BEGIN

//! In-memory registry of agent sessions.
//!
//! Every state change goes through a single `DashMap::get_mut` guard on the
//! agent's entry, so each transition is a compare-and-swap on the session's
//! current state. Two matchers racing for the same agent serialize on that
//! guard; the second one sees the session already `on_call` and is refused.
//! No guard is ever held across an `.await`.

use chrono::{DateTime, Duration, Utc};
use dashmap::mapref::entry::Entry;
use dashmap::DashMap;
use tracing::debug;

use super::session::{AgentSession, CallRef, Ineligible, SessionState};
use crate::error::{DialerError, Result};
use crate::types::{AgentId, CallId, CampaignId, ChannelId};

/// Result of trying to claim a ready agent for a call
#[derive(Debug, Clone)]
pub enum ClaimOutcome {
    Claimed(AgentSession),
    Rejected(Ineligible),
    /// No session for this agent any more
    Gone,
}

#[derive(Default)]
pub struct SessionRegistry {
    sessions: DashMap<AgentId, AgentSession>,
    agent_channels: DashMap<ChannelId, AgentId>,
}

impl SessionRegistry {
    pub fn new() -> Self {
        Self::default()
    }

    /// Register a new session. Fails if the agent already has a live one.
    pub fn open(&self, session: AgentSession) -> Result<()> {
        match self.sessions.entry(session.agent_id.clone()) {
            Entry::Occupied(mut existing) => {
                if existing.get().is_live() {
                    return Err(DialerError::already_exists(format!(
                        "agent {} already has a {} session",
                        session.agent_id,
                        existing.get().state
                    )));
                }
                if let Some(channel) = &existing.get().agent_channel {
                    self.agent_channels.remove(channel);
                }
                existing.insert(session);
            }
            Entry::Vacant(slot) => {
                slot.insert(session);
            }
        }
        Ok(())
    }

    pub fn get(&self, agent_id: &AgentId) -> Option<AgentSession> {
        self.sessions.get(agent_id).map(|s| s.clone())
    }

    pub fn all(&self) -> Vec<AgentSession> {
        self.sessions.iter().map(|s| s.value().clone()).collect()
    }

    pub fn live_sessions(&self) -> Vec<AgentSession> {
        self.sessions
            .iter()
            .filter(|s| s.is_live())
            .map(|s| s.value().clone())
            .collect()
    }

    /// Agents that could take a call right now in this campaign and server
    pub fn count_available(&self, campaign_id: CampaignId, server_id: &str, now: DateTime<Utc>) -> usize {
        self.sessions
            .iter()
            .filter(|s| {
                s.campaign_id == campaign_id
                    && s.server_id == server_id
                    && s.check_eligible(now).is_ok()
            })
            .count()
    }

    /// Ready sessions of a campaign on one server, longest idle first
    pub fn ready_candidates(&self, campaign_id: CampaignId, server_id: &str) -> Vec<AgentSession> {
        let mut candidates: Vec<AgentSession> = self
            .sessions
            .iter()
            .filter(|s| {
                s.campaign_id == campaign_id
                    && s.server_id == server_id
                    && s.state == SessionState::Ready
            })
            .map(|s| s.value().clone())
            .collect();
        candidates.sort_by_key(|s| s.idle_order_key());
        candidates
    }

    /// Atomically check a candidate and move it `ready → on_call`
    pub fn try_claim(&self, agent_id: &AgentId, call: CallRef, now: DateTime<Utc>) -> ClaimOutcome {
        let Some(mut session) = self.sessions.get_mut(agent_id) else {
            return ClaimOutcome::Gone;
        };

        if let Err(reason) = session.check_eligible(now) {
            return ClaimOutcome::Rejected(reason);
        }

        session.enter(SessionState::OnCall, now);
        session.current_call = Some(call);
        session.last_call_start = Some(now);
        ClaimOutcome::Claimed(session.clone())
    }

    /// Undo a claim whose bridge could not be built: `on_call → ready`, only
    /// if the session is still on that call.
    pub fn release_claim(
        &self,
        agent_id: &AgentId,
        call_id: CallId,
        now: DateTime<Utc>,
    ) -> Option<AgentSession> {
        let mut session = self.sessions.get_mut(agent_id)?;
        if session.state != SessionState::OnCall || !is_current_call(&session, call_id) {
            return None;
        }
        session.enter(SessionState::Ready, now);
        session.current_call = None;
        Some(session.clone())
    }

    /// The customer call ended. Goes to wrap-up when `wrapup` is given,
    /// straight to ready otherwise. No-op unless the session is on that call.
    pub fn finish_call(
        &self,
        agent_id: &AgentId,
        call_id: CallId,
        wrapup: Option<Duration>,
        now: DateTime<Utc>,
    ) -> Option<AgentSession> {
        let mut session = self.sessions.get_mut(agent_id)?;
        if session.state != SessionState::OnCall || !is_current_call(&session, call_id) {
            return None;
        }

        session.last_call = session.current_call.take();
        session.last_call_end = Some(now);
        match wrapup {
            Some(timeout) => {
                session.enter(SessionState::Wrapup, now);
                session.wrapup_until = Some(now + timeout);
            }
            None => {
                session.enter(SessionState::Ready, now);
                session.wrapup_until = None;
            }
        }
        Some(session.clone())
    }

    /// Leave wrap-up (or an undisposed call) for ready, setting the
    /// availability flag. Accepts `on_call` only for the given call, which
    /// is how a disposition submitted during the call ends it.
    pub fn complete_call_work(
        &self,
        agent_id: &AgentId,
        call_id: Option<CallId>,
        available: bool,
        now: DateTime<Utc>,
    ) -> Option<AgentSession> {
        let mut session = self.sessions.get_mut(agent_id)?;
        match session.state {
            SessionState::Wrapup => {}
            SessionState::OnCall if call_id.map_or(false, |id| is_current_call(&session, id)) => {
                session.last_call = session.current_call.take();
                session.last_call_end = Some(now);
            }
            _ => return None,
        }

        session.enter(SessionState::Ready, now);
        session.wrapup_until = None;
        session.available = available;
        Some(session.clone())
    }

    /// `connecting → ready` once the agent leg is up inside the bridge
    pub fn mark_ready(
        &self,
        agent_id: &AgentId,
        agent_channel: &ChannelId,
        now: DateTime<Utc>,
    ) -> Option<AgentSession> {
        let mut session = self.sessions.get_mut(agent_id)?;
        if session.state != SessionState::Connecting
            || session.agent_channel.as_ref() != Some(agent_channel)
            || session.bridge_id.is_none()
        {
            return None;
        }
        session.enter(SessionState::Ready, now);
        Some(session.clone())
    }

    /// Close a live session. The returned snapshot still carries the current
    /// call, channel and bridge so the caller can tear them down.
    pub fn close(
        &self,
        agent_id: &AgentId,
        state: SessionState,
        reason: &str,
        now: DateTime<Utc>,
    ) -> Option<AgentSession> {
        debug_assert!(state.is_terminal());
        let mut session = self.sessions.get_mut(agent_id)?;
        if !session.state.can_transition_to(state) {
            return None;
        }
        session.enter(state, now);
        session.end_reason = Some(reason.to_string());
        let snapshot = session.clone();
        drop(session);

        if let Some(channel) = &snapshot.agent_channel {
            self.agent_channels.remove(channel);
        }
        debug!("Session of {} closed as {} ({})", agent_id, state, reason);
        Some(snapshot)
    }

    /// Mutate non-state fields of a live session
    pub fn update<F>(&self, agent_id: &AgentId, f: F) -> Option<AgentSession>
    where
        F: FnOnce(&mut AgentSession),
    {
        let mut session = self.sessions.get_mut(agent_id)?;
        if !session.is_live() {
            return None;
        }
        f(&mut *session);
        session.version += 1;
        Some(session.clone())
    }

    pub fn bind_agent_channel(&self, channel: ChannelId, agent_id: AgentId) {
        self.agent_channels.insert(channel, agent_id);
    }

    pub fn agent_for_channel(&self, channel: &ChannelId) -> Option<AgentId> {
        self.agent_channels.get(channel).map(|a| a.clone())
    }

    /// Apply an endpoint registration change, returning the affected agents
    pub fn set_endpoint_registered(
        &self,
        server_id: &str,
        endpoint: &str,
        registered: bool,
    ) -> Vec<AgentId> {
        let mut affected = Vec::new();
        for mut session in self.sessions.iter_mut() {
            if session.is_live() && session.server_id == server_id && session.endpoint == endpoint {
                session.endpoint_registered = registered;
                session.version += 1;
                affected.push(session.agent_id.clone());
            }
        }
        affected
    }

    /// Session whose current call is `call_id`
    pub fn agent_on_call(&self, call_id: CallId) -> Option<AgentId> {
        self.sessions
            .iter()
            .find(|s| is_current_call(s, call_id))
            .map(|s| s.agent_id.clone())
    }

    /// Drop closed sessions that ended before `cutoff`
    pub fn evict_closed(&self, cutoff: DateTime<Utc>) -> usize {
        let before = self.sessions.len();
        self.sessions
            .retain(|_, s| s.is_live() || s.ended_at.map_or(true, |ended| ended > cutoff));
        before - self.sessions.len()
    }
}

fn is_current_call(session: &AgentSession, call_id: CallId) -> bool {
    session
        .current_call
        .as_ref()
        .map_or(false, |call| call.call_id == call_id)
}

END

[WHAT YOU ARE ASKED TO DO] Where the word "this" shows up in a line of the entries above, copy that line.

[RESPONSE AREA]
    /// No session for this agent any more
    /// Agents that could take a call right now in this campaign and server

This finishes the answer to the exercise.